Je me tourne vers Danica.
— Je crois qu’on fait à peu près la même taille. Je te parie que j’ai des robes qui
seront assorties à ces escarpins.
— Ce n’est pas tombé dans l’oreille d’une sourde. Tu as une des plus belles garde-
robes. Cordaye aussi. Tu as vu les toilettes que lui préparent ses femmes de chambre ?
Je soupire. Les bonnes de Cordaye ont des doigts de fée : elles confectionnent des
tenues époustouflantes. Les robes de Nova sont elles aussi un cran au-dessus des
autres. Je me demande si la gagnante de la Sélection pourra choisir ses femmes de
chambre. Martha, Cindly et Emon sont mes anges gardiens. Je ne peux pas m’imaginer
vivre au palais sans elles à mes côtés.
— Tu sais ce que je trouve étrange ?
— Quoi ? me répond Madeline, qui explore la boîte à bijoux de Bianca.

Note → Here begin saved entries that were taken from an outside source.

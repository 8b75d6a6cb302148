//! Positions on a page and their reading order.
//!
//! Two positions compare by page first. Within a page the order is either
//! geometric (a fixed number of columns, each read top to bottom) or inferred
//! from the layout analyzer: every position adopts the sequence number of
//! the nearest line or figure seen while the page was streamed.

use std::cmp::Ordering;
use std::fmt;

use crate::geometry::{BBox, HasBBox, Point};

/// The parts of a page that positions need in order to compare themselves.
#[derive(Debug, Clone, Copy, PartialEq)]
pub struct PageRef {
    /// Zero-based page index.
    pub pageno: usize,
    pub mediabox: BBox,
    /// Fixed column count; `None` means infer order from the layout.
    pub fixed_columns: Option<u32>,
}

impl PageRef {
    /// Column containing `point`, after clamping it into the mediabox.
    fn column_of(&self, columns: u32, point: Point) -> (i64, f64) {
        let (x, y) = self.mediabox.closest_point(point);
        let colwidth = self.mediabox.width() / f64::from(columns);
        let col = if colwidth > 0.0 {
            ((x - self.mediabox.x0()) / colwidth).floor() as i64
        } else {
            0
        };
        (col, y)
    }
}

/// An x,y point on a particular page, comparable in reading order.
#[derive(Debug, Clone)]
pub struct Pos {
    pub page: PageRef,
    pub x: f64,
    pub y: f64,
    pageseq: u32,
    pageseq_distance: f64,
}

impl Pos {
    pub fn new(page: PageRef, x: f64, y: f64) -> Self {
        Self {
            page,
            x,
            y,
            pageseq: 0,
            pageseq_distance: 0.0,
        }
    }

    /// Sequence number of the nearest line or figure (0 = unassigned).
    pub fn pageseq(&self) -> u32 {
        self.pageseq
    }

    /// Is this position within the bounding box of the given component?
    pub fn item_hit(&self, item: &impl HasBBox) -> bool {
        item.contains_point((self.x, self.y))
    }

    /// Adopts `pageseq` if the component contains this position, or is the
    /// closest component offered so far. Returns true on containment.
    pub fn update_pageseq(&mut self, component: &impl HasBBox, pageseq: u32) -> bool {
        debug_assert!(pageseq > 0);
        if self.item_hit(component) {
            self.pageseq = pageseq;
            self.pageseq_distance = 0.0;
            return true;
        }

        let d = component.sq_dist_closest((self.x, self.y));
        if self.pageseq == 0 || self.pageseq_distance > d {
            self.pageseq = pageseq;
            self.pageseq_distance = d;
        }
        false
    }

    /// Forgets `pageseq` if it is the one currently held.
    pub fn discard_pageseq(&mut self, pageseq: u32) {
        if self.pageseq == pageseq {
            self.pageseq = 0;
            self.pageseq_distance = 0.0;
        }
    }

    /// Compares in reading order.
    pub fn cmp_reading_order(&self, other: &Pos) -> Ordering {
        if self.page.pageno != other.page.pageno {
            return self.page.pageno.cmp(&other.page.pageno);
        }

        if let Some(columns) = self.page.fixed_columns.filter(|&n| n > 0) {
            // Fixed layout: left-to-right columns, each read top-to-bottom
            let (scol, sy) = self.page.column_of(columns, (self.x, self.y));
            let (ocol, oy) = self.page.column_of(columns, (other.x, other.y));
            scol.cmp(&ocol).then_with(|| oy.total_cmp(&sy))
        } else if self.pageseq == other.pageseq {
            // On or closest to the same line; assume top-to-bottom left-to-right
            if self.y == other.y {
                self.x.total_cmp(&other.x)
            } else {
                other.y.total_cmp(&self.y)
            }
        } else {
            self.pageseq.cmp(&other.pageseq)
        }
    }
}

impl PartialEq for Pos {
    fn eq(&self, other: &Self) -> bool {
        self.cmp_reading_order(other) == Ordering::Equal
    }
}

impl Eq for Pos {}

impl PartialOrd for Pos {
    fn partial_cmp(&self, other: &Self) -> Option<Ordering> {
        Some(self.cmp(other))
    }
}

impl Ord for Pos {
    fn cmp(&self, other: &Self) -> Ordering {
        self.cmp_reading_order(other)
    }
}

impl fmt::Display for Pos {
    fn fmt(&self, f: &mut fmt::Formatter<'_>) -> fmt::Result {
        write!(
            f,
            "page #{} ({:.3},{:.3})",
            self.page.pageno + 1,
            self.x,
            self.y
        )
    }
}
//! Human page labels from the document's `/PageLabels` number tree.
//!
//! The tree yields one rule per contiguous range of page indices: a numbering
//! style, an optional prefix and a starting number. Labels are produced
//! lazily, one per page in document order. If the tree is malformed, or a
//! number cannot be written in its style, labelling stops for the rest of the
//! document and pages fall back to their 1-based page numbers.

use std::collections::HashMap;

use crate::error::{AnnotError, Result};
use crate::pdftypes::PDFObject;
use crate::source::PdfSource;
use crate::utils::{decode_text, format_int_alpha, format_int_roman};

/// Depth limit for number-tree descent.
const MAX_NUMBER_TREE_DEPTH: usize = 32;

/// Numbering style of a page label range (`/S`).
#[derive(Debug, Clone, Copy, PartialEq, Eq)]
pub enum LabelStyle {
    /// Decimal arabic numerals
    Decimal,
    /// Uppercase roman numerals
    UpperRoman,
    /// Lowercase roman numerals
    LowerRoman,
    /// Uppercase letters (A-Z, AA-ZZ, ...)
    UpperAlpha,
    /// Lowercase letters (a-z, aa-zz, ...)
    LowerAlpha,
}

impl LabelStyle {
    pub fn from_name(name: &str) -> Option<Self> {
        match name {
            "D" => Some(LabelStyle::Decimal),
            "R" => Some(LabelStyle::UpperRoman),
            "r" => Some(LabelStyle::LowerRoman),
            "A" => Some(LabelStyle::UpperAlpha),
            "a" => Some(LabelStyle::LowerAlpha),
            _ => None,
        }
    }

    pub fn format(self, value: u32) -> Result<String> {
        Ok(match self {
            LabelStyle::Decimal => value.to_string(),
            LabelStyle::UpperRoman => format_int_roman(value)?.to_uppercase(),
            LabelStyle::LowerRoman => format_int_roman(value)?,
            LabelStyle::UpperAlpha => format_int_alpha(value)?.to_uppercase(),
            LabelStyle::LowerAlpha => format_int_alpha(value)?,
        })
    }
}

/// Labelling rule for pages starting at `start`.
#[derive(Debug, Clone, PartialEq, Eq)]
pub struct LabelRange {
    /// First page index covered by the rule.
    pub start: usize,
    /// `None` means the label is just the prefix.
    pub style: Option<LabelStyle>,
    pub prefix: String,
    /// Number of the first page in the range (`/St`).
    pub first: u32,
}

impl LabelRange {
    fn from_dict<S: PdfSource + ?Sized>(
        start: usize,
        dict: &HashMap<String, PDFObject>,
        src: &S,
    ) -> Result<Self> {
        let style = match src.resolve_key(dict, "S")? {
            None => None,
            Some(s) => {
                let name = s.as_name()?;
                let style = LabelStyle::from_name(name);
                if style.is_none() {
                    tracing::warn!("Unknown page label style '{name}' at page index {start}");
                }
                style
            }
        };

        let prefix = match src.resolve_key(dict, "P")? {
            None => String::new(),
            Some(p) => decode_text(p.as_string()?),
        };

        let first = match src.resolve_key(dict, "St")? {
            None => 1,
            Some(st) => {
                let n = st.as_int()?;
                u32::try_from(n)
                    .ok()
                    .filter(|&n| n >= 1)
                    .ok_or_else(|| AnnotError::PageLabel(format!("invalid start number {n}")))?
            }
        };

        Ok(Self {
            start,
            style,
            prefix,
            first,
        })
    }

    fn label(&self, pageno: usize) -> Result<String> {
        let mut label = self.prefix.clone();
        if let Some(style) = self.style {
            let offset = pageno
                .checked_sub(self.start)
                .and_then(|d| u32::try_from(d).ok())
                .ok_or_else(|| AnnotError::PageLabel(format!("page index {pageno} out of range")))?;
            let value = self
                .first
                .checked_add(offset)
                .ok_or_else(|| AnnotError::PageLabel(format!("label number overflow at {pageno}")))?;
            label.push_str(&style.format(value)?);
        }
        Ok(label)
    }
}

/// Parses a number tree of page label dictionaries into ranges sorted by start.
pub fn parse_label_tree<S: PdfSource + ?Sized>(src: &S, tree: &PDFObject) -> Result<Vec<LabelRange>> {
    let mut ranges = Vec::new();
    walk_number_tree(src, tree, 0, &mut ranges)?;
    ranges.sort_by_key(|r| r.start);

    // Pages before the first range get an empty label.
    if ranges.first().is_none_or(|r| r.start != 0) {
        ranges.insert(
            0,
            LabelRange {
                start: 0,
                style: None,
                prefix: String::new(),
                first: 1,
            },
        );
    }
    Ok(ranges)
}

fn walk_number_tree<S: PdfSource + ?Sized>(
    src: &S,
    node: &PDFObject,
    depth: usize,
    out: &mut Vec<LabelRange>,
) -> Result<()> {
    if depth > MAX_NUMBER_TREE_DEPTH {
        return Err(AnnotError::PageLabel("number tree too deep".to_string()));
    }
    let node = src.resolve1(node)?;
    let dict = node.as_dict()?;

    // Leaf: pairs of (page index, label dict)
    if let Some(nums) = src.resolve_key(dict, "Nums")? {
        let nums = nums.as_array()?;
        if nums.len() % 2 != 0 {
            return Err(AnnotError::PageLabel(format!(
                "odd-length Nums array ({} entries)",
                nums.len()
            )));
        }
        for pair in nums.chunks_exact(2) {
            let idx = src.resolve1(&pair[0])?.as_int()?;
            let start = usize::try_from(idx)
                .map_err(|_| AnnotError::PageLabel(format!("negative page index {idx}")))?;
            let label = src.resolve1(&pair[1])?;
            out.push(LabelRange::from_dict(start, label.as_dict()?, src)?);
        }
    }

    // Intermediate node
    if let Some(kids) = src.resolve_key(dict, "Kids")? {
        for kid in kids.as_array()? {
            walk_number_tree(src, kid, depth + 1, out)?;
        }
    }
    Ok(())
}

#[derive(Debug)]
enum LabelState {
    Active { ranges: Vec<LabelRange>, range_idx: usize },
    Exhausted,
    FailedPermanently,
}

/// Produces page labels one page at a time, in document order.
#[derive(Debug)]
pub struct PageLabels {
    state: LabelState,
    next_page: usize,
}

impl PageLabels {
    /// Labels derived from the document's `/PageLabels` tree, if any.
    pub fn from_source<S: PdfSource + ?Sized>(src: &S) -> Self {
        let tree = match src.resolve_key(src.catalog(), "PageLabels") {
            Ok(Some(tree)) => tree,
            Ok(None) => return Self::disabled(),
            Err(e) => {
                tracing::warn!("Failed to read page labels: {e}");
                return Self::failed();
            }
        };
        match parse_label_tree(src, &tree) {
            Ok(ranges) => Self::from_ranges(ranges),
            Err(e) => {
                tracing::warn!("Failed to parse page labels: {e}");
                Self::failed()
            }
        }
    }

    pub fn from_ranges(ranges: Vec<LabelRange>) -> Self {
        let state = if ranges.is_empty() {
            LabelState::Exhausted
        } else {
            LabelState::Active {
                ranges,
                range_idx: 0,
            }
        };
        Self { state, next_page: 0 }
    }

    /// No labels at all.
    pub fn disabled() -> Self {
        Self {
            state: LabelState::Exhausted,
            next_page: 0,
        }
    }

    fn failed() -> Self {
        Self {
            state: LabelState::FailedPermanently,
            next_page: 0,
        }
    }

    #[cfg(test)]
    fn has_failed(&self) -> bool {
        matches!(self.state, LabelState::FailedPermanently)
    }

    /// Label for the next page. Empty labels are reported as `None`.
    pub fn next_label(&mut self) -> Option<String> {
        let pageno = self.next_page;
        self.next_page += 1;

        let LabelState::Active { ranges, range_idx } = &mut self.state else {
            return None;
        };
        while *range_idx + 1 < ranges.len() && ranges[*range_idx + 1].start <= pageno {
            *range_idx += 1;
        }

        match ranges[*range_idx].label(pageno) {
            Ok(label) => Some(label).filter(|l| !l.is_empty()),
            Err(e) => {
                tracing::warn!("Page labels disabled from page #{}: {e}", pageno + 1);
                self.state = LabelState::FailedPermanently;
                None
            }
        }
    }
}

impl Iterator for PageLabels {
    type Item = Option<String>;

    fn next(&mut self) -> Option<Self::Item> {
        Some(self.next_label())
    }
}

— Un jour, ce sera différent. L’une de nous va se retrouver ici toute seule.
Danica vient s’asseoir près de moi à la coiffeuse.
— Je sais. Tu penses que ça explique pourquoi la reine est en colère ? Peut-être
qu’elle est restée seule trop longtemps.
— Je crois que c’est par choix personnel, déclare Madeline. Elle aurait pu embaucher
une dame de compagnie, ou inviter tous les gens qu’elle voulait. Elle pourrait faire venir
tous ses cousins et cousines, elle n’aurait qu’à claquer des doigts.
— Pas si le roi y trouve à redire, rétorque Danica.
— C’est vrai, relance Madeline. Je n’arrive pas à saisir le roi. Il m’a l’air détaché de
tout. Vous pensez que Clarkson sera comme lui ?
Je prends la parole :
— Non. Clarkson a une personnalité bien à lui.
Ma réponse est accueillie par un profond silence. Je lève la tête, Danica me dévisage
avec un sourire malicieux.
— Quoi ?
— Tu es mordue, me dit-elle, presque désolée pour moi.
— Qu’est-ce que tu veux dire par là ?
— Tu es amoureuse de lui. Tu pourrais apprendre demain qu’il mange des chatons au
petit déjeuner, tu serais encore folle de lui.
Je me tiens bien droite.
— Il pourrait m’épouser. Je n’ai pas le droit de l’aimer ?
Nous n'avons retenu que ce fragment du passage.